Pharmaceutical companies need to hurry up and develop a vaccination against stupidity.  Alternatively, laws need to be put in place to protect children against the moronic superstitions of their parents.  A West Virginian woman refuses to vaccinate her 8 year-old daughter and believes that this is a commandment from God.

To Jennifer Workman, God Himself commands her to protect her 8 year-old daughter Madison.

“I am a steward of the Lord for this child, “she said as she walked outside her single level home in Lenore West Virginia on Monday. “And I am not going to let anyone tell me what’s best for my child.”

In 1999, Madison’s older sister developed autism just months after receiving her state-required immunizations for measles, mumps and rubella.

Stop me right here, if you’ve heard this story before.  Child gets vaccine.  Child develops autism shortly thereafter.  Credulous parent that does not possess any scientific education blames the vaccine.  Only now we have the added bonus of a parent who believes she is subservient to a higher power.  Of course, it’s the child that will pay for the parent’s choice to take marching orders from a non-existent entity.

Workman argues that it should be her right and choice when it comes to vaccinating the child.  But what about the rights of the child?  Does her daughter not have a right to be immunized?  Workman’s attempts to please her god should not involve an effective sacrifice of her child.  What about other children?  As Dr. Anita Chandra points out:

“They’re also risking spreading the infection to children who are not immunized because of age, [or are] only partially immunized because they haven’t received their booster vaccines.”

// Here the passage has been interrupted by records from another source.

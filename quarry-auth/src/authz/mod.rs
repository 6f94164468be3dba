//! Authorization collection, caching and scope application.

use crate::errors::AuthError;
use log::warn;
use std::collections::BTreeSet;
use wildcard::{Scope, WildcardPermission};

pub mod collector;
pub mod grants;

pub use collector::{AuthorizationCollector, CacheInvalidator};
pub use grants::SecuritySystem;

pub const ROLE_USER: &str = "user";
pub const ROLE_ADMIN: &str = "admin";

/// The computed authorization of a principal: role names plus permission
/// strings. Equality covers both fields, so cached values compare whole.
#[derive(Debug, Clone, PartialEq, Eq)]
pub struct AuthorizationInfo {
    roles: BTreeSet<String>,
    permissions: BTreeSet<String>,
}

impl AuthorizationInfo {
    pub fn new<R, P, S, T>(roles: R, permissions: P) -> Self
    where
        R: IntoIterator<Item = S>,
        P: IntoIterator<Item = T>,
        S: Into<String>,
        T: Into<String>,
    {
        Self {
            roles: roles.into_iter().map(Into::into).collect(),
            permissions: permissions.into_iter().map(Into::into).collect(),
        }
    }

    pub fn roles(&self) -> &BTreeSet<String> {
        &self.roles
    }

    pub fn permissions(&self) -> &BTreeSet<String> {
        &self.permissions
    }

    pub fn has_role(&self, role: &str) -> bool {
        self.roles.contains(role)
    }

    /// True if any owned permission implies the required one.
    pub fn is_permitted(&self, required: &WildcardPermission) -> bool {
        self.permissions.iter().any(|owned| {
            match WildcardPermission::parse(owned) {
                Ok(owned) => owned.implies(required),
                Err(e) => {
                    warn!("skipping malformed owned permission \"{owned}\": {e}");
                    false
                }
            }
        })
    }

    /// Intersects this authorization with a token scope: every non-empty
    /// `limit` result of each owned permission against each scope entry.
    /// An empty scope imposes no restriction. Roles are identity, not
    /// privilege, and survive unchanged.
    ///
    /// Scope entries come out of a signed token, so a malformed entry is a
    /// claims failure, not a programming error.
    pub fn with_scope(&self, scope: &Scope) -> Result<AuthorizationInfo, AuthError> {
        if scope.is_empty() {
            return Ok(self.clone());
        }

        let mut limited = BTreeSet::new();
        for owned in &self.permissions {
            let parsed = match WildcardPermission::parse(owned) {
                Ok(parsed) => parsed,
                Err(e) => {
                    warn!("skipping malformed owned permission \"{owned}\": {e}");
                    continue;
                }
            };
            let results = scope
                .limit(&parsed)
                .map_err(|e| AuthError::claims_invalid(format!("malformed scope entry: {e}")))?;
            for result in results {
                limited.insert(result.to_string());
            }
        }

        Ok(Self {
            roles: self.roles.clone(),
            permissions: limited,
        })
    }
}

Chandra is a spokesperson for the American Academy of Pediatrics, a group that pushes the importance of childhood vaccines. Chandra says we as a society have an obligation to ensure all children are immunized.

“It’s important to vaccinate all children so you prevent illness from spreading within that population,” she said.

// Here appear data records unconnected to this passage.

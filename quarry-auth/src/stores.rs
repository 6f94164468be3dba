//! Collaborator interfaces consumed by the core and implemented elsewhere.
//!
//! These are treated as opaque synchronous data-access calls; timeouts and
//! retries are the collaborator's concern. Failures propagate unchanged
//! through [`StoreError`] since the core has no compensating action.

use crate::models::{AssignedPermission, Group, Principal, Repository};
use async_trait::async_trait;
use thiserror::Error;

/// Opaque failure of a collaborator store.
#[derive(Debug, Error)]
#[error("{0}")]
pub struct StoreError(pub String);

impl StoreError {
    pub fn new<S: Into<String>>(message: S) -> Self {
        Self(message.into())
    }
}

#[async_trait]
pub trait PrincipalStore: Send + Sync {
    async fn get(&self, id: &str) -> Result<Option<Principal>, StoreError>;

    async fn update(&self, principal: Principal) -> Result<(), StoreError>;
}

#[async_trait]
pub trait GroupStore: Send + Sync {
    async fn all_groups(&self) -> Result<Vec<Group>, StoreError>;
}

#[async_trait]
pub trait RepositoryStore: Send + Sync {
    async fn all_repositories(&self) -> Result<Vec<Repository>, StoreError>;
}

/// Keyed storage for [`AssignedPermission`] entries. Authorization gating
/// happens in [`crate::authz::SecuritySystem`], not here.
#[async_trait]
pub trait GrantStore: Send + Sync {
    async fn put(&self, id: &str, permission: AssignedPermission) -> Result<(), StoreError>;

    async fn remove(&self, id: &str) -> Result<(), StoreError>;

    async fn all(&self) -> Result<Vec<(String, AssignedPermission)>, StoreError>;
}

Chandra is exactly right.  The health of many children is far more important than respecting a woman’s unsubstantiated superstitions.  Workman’s response to Chandra’s statement demonstrates a complete ignorance on vaccinations and should lay to rest any doubts over whether or not her position is based on reason and evidence.

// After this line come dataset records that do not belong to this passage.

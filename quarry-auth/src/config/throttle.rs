use serde::Deserialize;

fn default_limit() -> i64 {
    5
}

fn default_timeout() -> i64 {
    300
}

/// Login attempt throttling. A non-positive limit or timeout disables
/// tracking entirely.
#[derive(Debug, Deserialize, Clone)]
pub struct ThrottleConfig {
    /// Failed attempts allowed before a principal is locked (default: 5)
    #[serde(default = "default_limit")]
    pub limit: i64,

    /// Lockout window in seconds (default: 300)
    #[serde(default = "default_timeout")]
    pub timeout_secs: i64,
}

impl ThrottleConfig {
    pub fn enabled(&self) -> bool {
        self.limit > 0 && self.timeout_secs > 0
    }
}

impl Default for ThrottleConfig {
    fn default() -> Self {
        Self {
            limit: default_limit(),
            timeout_secs: default_timeout(),
        }
    }
}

“If my child is unvaccinated and all these other children are vaccinated, How does my child pose any threat?” responded Workman. “This is my child and it’s a right I should have.”.

Herd immunity?  Workman clearly hasn’t heard of it.  My only hope is that as her daughter grows older she will shake off her upbringing in a household of superstition.  That is, if illnesses that could be prevented by vaccinations don’t get to her first.